The t/p is a general partner in a partnership, receives a K-1 that reports $19,500 Roth 401(k) and $17,500 Keogh contributions. The second one is claimed as a SE retirement deduction on the t/p’s tax return.
1. The t/p doesn’t have any other TIRA or SEP IRA accounts. He wants to make a backdoor Roth IRA contribution (high income). Is the Keogh account balance considered part of the total TIRA and SEP IRA account balance for the pro-rata rule?
2. Does the Keogh contribution reduce the QBI deduction as a SEP IRA contribution does?

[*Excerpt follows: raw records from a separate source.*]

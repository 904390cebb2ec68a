use crossterm::event::{self, Event as CrosstermEvent, KeyEvent, KeyEventKind};
use std::time::Duration;
use tokio::sync::mpsc;

/// Application events
#[derive(Debug)]
pub enum Event {
  /// Terminal key press
  Key(KeyEvent),
  /// Terminal resized; forces a redraw
  Resize,
  /// Periodic tick for query polling and cache maintenance
  Tick,
}

/// Event handler that produces events from terminal input and a tick timer
pub struct EventHandler {
  rx: mpsc::UnboundedReceiver<Event>,
}

impl EventHandler {
  /// Create a new event handler with the given tick rate
  pub fn new(tick_rate: Duration) -> Self {
    let (tx, rx) = mpsc::unbounded_channel();

    tokio::spawn(async move {
      loop {
        let next = if event::poll(tick_rate).unwrap_or(false) {
          match event::read() {
            // Release/repeat events would double keystrokes on Windows.
            Ok(CrosstermEvent::Key(key)) if key.kind == KeyEventKind::Press => {
              Some(Event::Key(key))
            }
            Ok(CrosstermEvent::Resize(_, _)) => Some(Event::Resize),
            _ => None,
          }
        } else {
          Some(Event::Tick)
        };

        if let Some(event) = next {
          if tx.send(event).is_err() {
            break;
          }
        }
      }
    });

    Self { rx }
  }

  /// Receive the next event
  pub async fn next(&mut self) -> Option<Event> {
    self.rx.recv().await
  }
}
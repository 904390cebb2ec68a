use crossterm::event::KeyEvent;
use ratatui::prelude::*;
use ratatui::widgets::{Block, Borders, Paragraph};

use crate::api::types::{slugify, Category, CreateCategory, FieldErrors, UpdateCategory};
use crate::app::Ctx;
use crate::queries;
use crate::store::Mutation;
use crate::ui::components::{Form, FormEvent, FormField, KeyResult};
use crate::ui::view::{ShortcutInfo, View, ViewAction};

enum FormAction {
  Create(Mutation<CreateCategory, Category>),
  Update(Mutation<UpdateCategory, Category>),
}

/// Create/edit form for one category.
///
/// Field values are converted into the typed create command and validated
/// before anything touches the network; a failed submit leaves the form
/// exactly as the user typed it.
pub struct CategoryFormView {
  form: Form,
  action: FormAction,
  editing: Option<String>,
  error: Option<String>,
}

impl CategoryFormView {
  pub fn create(ctx: Ctx) -> Self {
    Self {
      form: Form::new(vec![
        FormField::new("name", "Name"),
        FormField::new("slug", "Slug"),
        FormField::new("description", "Description"),
        FormField::with_value("display_order", "Display order", "0"),
      ]),
      action: FormAction::Create(queries::create_category(&ctx.store, &ctx.api)),
      editing: None,
      error: None,
    }
  }

  pub fn edit(ctx: Ctx, category: Category) -> Self {
    Self {
      form: Form::new(vec![
        FormField::with_value("name", "Name", &category.name),
        FormField::with_value("slug", "Slug", &category.slug),
        FormField::with_value(
          "description",
          "Description",
          category.description.as_deref().unwrap_or(""),
        ),
        FormField::with_value(
          "display_order",
          "Display order",
          &category.display_order.to_string(),
        ),
      ]),
      action: FormAction::Update(queries::update_category(&ctx.store, &ctx.api, category.id)),
      editing: Some(category.name),
      error: None,
    }
  }

  fn is_running(&self) -> bool {
    match &self.action {
      FormAction::Create(m) => m.is_running(),
      FormAction::Update(m) => m.is_running(),
    }
  }

  /// Build the typed command from the form, auto-filling the slug from the
  /// name when it was left empty.
  fn command(&mut self) -> Result<CreateCategory, FieldErrors> {
    let name = self.form.value("name");
    let mut slug = self.form.value("slug");
    if slug.trim().is_empty() && !name.trim().is_empty() {
      slug = slugify(&name);
      self.form.set_value("slug", &slug);
    }

    let mut errors = FieldErrors::new();
    let display_order = match self.form.value("display_order").trim().parse::<i64>() {
      Ok(n) => n,
      Err(_) => {
        errors.insert("display_order", "Must be a whole number".into());
        0
      }
    };

    let description = self.form.value("description");
    let command = CreateCategory {
      name,
      slug,
      description: if description.trim().is_empty() {
        None
      } else {
        Some(description)
      },
      display_order,
      is_active: true,
    };

    errors.extend(command.validate());
    if errors.is_empty() {
      Ok(command)
    } else {
      Err(errors)
    }
  }

  fn submit(&mut self) {
    match self.command() {
      Ok(command) => {
        self.form.clear_errors();
        self.error = None;
        match &mut self.action {
          FormAction::Create(mutation) => mutation.mutate(command),
          FormAction::Update(mutation) => mutation.mutate(UpdateCategory {
            name: Some(command.name),
            slug: Some(command.slug),
            description: command.description,
            display_order: Some(command.display_order),
            is_active: None,
          }),
        }
      }
      Err(errors) => self.form.set_errors(errors),
    }
  }
}

impl View for CategoryFormView {
  fn handle_key(&mut self, key: KeyEvent) -> ViewAction {
    if self.is_running() {
      return ViewAction::None;
    }
    match self.form.handle_key(key) {
      KeyResult::Event(FormEvent::Submitted) => self.submit(),
      KeyResult::Event(FormEvent::Cancelled) => return ViewAction::Pop,
      _ => {}
    }
    ViewAction::None
  }

  fn tick(&mut self) -> ViewAction {
    let (changed, error) = match &mut self.action {
      FormAction::Create(m) => (m.poll(), m.error().map(|e| e.to_string())),
      FormAction::Update(m) => (m.poll(), m.error().map(|e| e.to_string())),
    };
    if changed {
      let succeeded = match &self.action {
        FormAction::Create(m) => m.is_success(),
        FormAction::Update(m) => m.is_success(),
      };
      if succeeded {
        // The collection was invalidated on success; the list behind us
        // is already refetching.
        return ViewAction::Pop;
      }
      self.error = error.map(|e| format!("Save failed: {}", e));
    }
    ViewAction::None
  }

  fn render(&mut self, frame: &mut Frame, area: Rect) {
    let title = match &self.editing {
      Some(name) => format!(" Edit category — {} ", name),
      None => " New category ".to_string(),
    };
    let block = Block::default()
      .title(title)
      .borders(Borders::ALL)
      .border_style(Style::default().fg(Color::Blue));
    let inner = block.inner(area);
    frame.render_widget(block, area);

    if inner.height < 2 {
      return;
    }

    let chunks = Layout::default()
      .direction(Direction::Vertical)
      .constraints([
        Constraint::Length(self.form.height()),
        Constraint::Length(1),
        Constraint::Min(0),
      ])
      .split(inner);

    self.form.render(frame, chunks[0]);

    let status = if self.is_running() {
      Line::from(Span::styled("Saving...", Style::default().fg(Color::Yellow)))
    } else if let Some(error) = &self.error {
      Line::from(Span::styled(error.clone(), Style::default().fg(Color::Red)))
    } else {
      Line::from(Span::styled(
        "Enter: next field / submit on last  Esc: cancel",
        Style::default().fg(Color::DarkGray),
      ))
    };
    frame.render_widget(Paragraph::new(status), chunks[1]);
  }

  fn breadcrumb_label(&self) -> String {
    match &self.editing {
      Some(name) => format!("Edit {}", name),
      None => "New category".to_string(),
    }
  }

  fn wants_input(&self) -> bool {
    true
  }

  fn shortcuts(&self) -> Vec<ShortcutInfo> {
    vec![
      ShortcutInfo::new("Enter", "next/submit"),
      ShortcutInfo::new("Esc", "cancel"),
    ]
  }
}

1. Only IRA balances affect the pro rata calculation. Instructions to line 6, Form 8606: Enter the total value of all your traditional, SEP, and SIMPLE IRAs as of December 31, 2020, plus any outstanding rollovers.
2. Keogh plan contributions reduce QBI. From the Form 8995-A instructions: To figure the total amount of QBI, you must consider all items that are attributable to the trade or business. This includes, but isn’t limited to, unreimbursed partnership expenses, business interest expense, deductible part of self-employment tax, self-employment health insurance deduction, and contributions to qualified retirement plans.
In other words, the deduction for Keogh contribution is claimed the same way as a SEP IRA deduction on the tax return. It reduces the QBI deduction the same way as a SEP IRA deduction does, BUT it has NO effect on the backdoor Roth IRA scheme, correct? A loophole?